BEGIN Data for analysis
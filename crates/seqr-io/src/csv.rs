//! CSV loader: headed files become labeled records feeding the engine.

use std::path::Path;
use std::rc::Rc;

use seqr_core::Sequence;

use crate::error::{IoError, Result};

/// One row of labeled fields. Cheap to clone: the header list is shared
/// across all rows of a dataset.
#[derive(Debug, Clone)]
pub struct Record {
    headers: Rc<Vec<String>>,
    fields: Vec<String>,
}

impl Record {
    /// The field under `name`, if the header exists and the row carries it.
    pub fn field(&self, name: &str) -> Option<&str> {
        let idx = self.headers.iter().position(|h| h == name)?;
        self.fields.get(idx).map(String::as_str)
    }

    pub fn fields(&self) -> &[String] {
        &self.fields
    }
}

/// An in-memory CSV dataset: headers plus rows of labeled fields.
pub struct Dataset {
    headers: Rc<Vec<String>>,
    rows: Vec<Record>,
}

impl Dataset {
    /// Load a headed CSV file from the local filesystem.
    pub fn load(path: impl AsRef<Path>) -> Result<Dataset> {
        let path = path.as_ref();
        let mut reader = csv::Reader::from_path(path)?;
        let headers = Rc::new(
            reader
                .headers()?
                .iter()
                .map(str::to_string)
                .collect::<Vec<_>>(),
        );
        let mut rows = Vec::new();
        for record in reader.records() {
            let record = record?;
            rows.push(Record {
                headers: Rc::clone(&headers),
                fields: record.iter().map(str::to_string).collect(),
            });
        }
        tracing::debug!(rows = rows.len(), path = %path.display(), "loaded csv dataset");
        Ok(Dataset { headers, rows })
    }

    pub fn headers(&self) -> &[String] {
        &self.headers
    }

    pub fn len(&self) -> usize {
        self.rows.len()
    }

    pub fn is_empty(&self) -> bool {
        self.rows.is_empty()
    }

    /// All rows as a repeatable sequence.
    pub fn rows(&self) -> Sequence<Record> {
        Sequence::from_values(self.rows.clone())
    }

    /// One column as strings, in row order. Short rows contribute empty
    /// fields.
    pub fn column(&self, name: &str) -> Result<Sequence<String>> {
        let idx = self.index_of(name)?;
        let values: Vec<String> = self
            .rows
            .iter()
            .map(|row| row.fields.get(idx).cloned().unwrap_or_default())
            .collect();
        Ok(Sequence::from_values(values))
    }

    /// One column parsed as numbers, in row order. The first cell that
    /// fails to parse fails the whole load.
    pub fn column_f64(&self, name: &str) -> Result<Sequence<f64>> {
        let idx = self.index_of(name)?;
        let mut values = Vec::with_capacity(self.rows.len());
        for row in &self.rows {
            let raw = row.fields.get(idx).map(String::as_str).unwrap_or("");
            let parsed = raw.trim().parse::<f64>().map_err(|_| IoError::Parse {
                column: name.to_string(),
                value: raw.to_string(),
            })?;
            values.push(parsed);
        }
        Ok(Sequence::from_values(values))
    }

    fn index_of(&self, name: &str) -> Result<usize> {
        self.headers
            .iter()
            .position(|h| h == name)
            .ok_or_else(|| IoError::MissingColumn(name.to_string()))
    }
}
END Data for analysis
# Instructions for the task:
Each line from the one containing "fn index_of(&self, name: &str)" to the end of the records should be echoed exactly, and no other line.

# Answer section:
    fn index_of(&self, name: &str) -> Result<usize> {
        self.headers
            .iter()
            .position(|h| h == name)
            .ok_or_else(|| IoError::MissingColumn(name.to_string()))
    }
}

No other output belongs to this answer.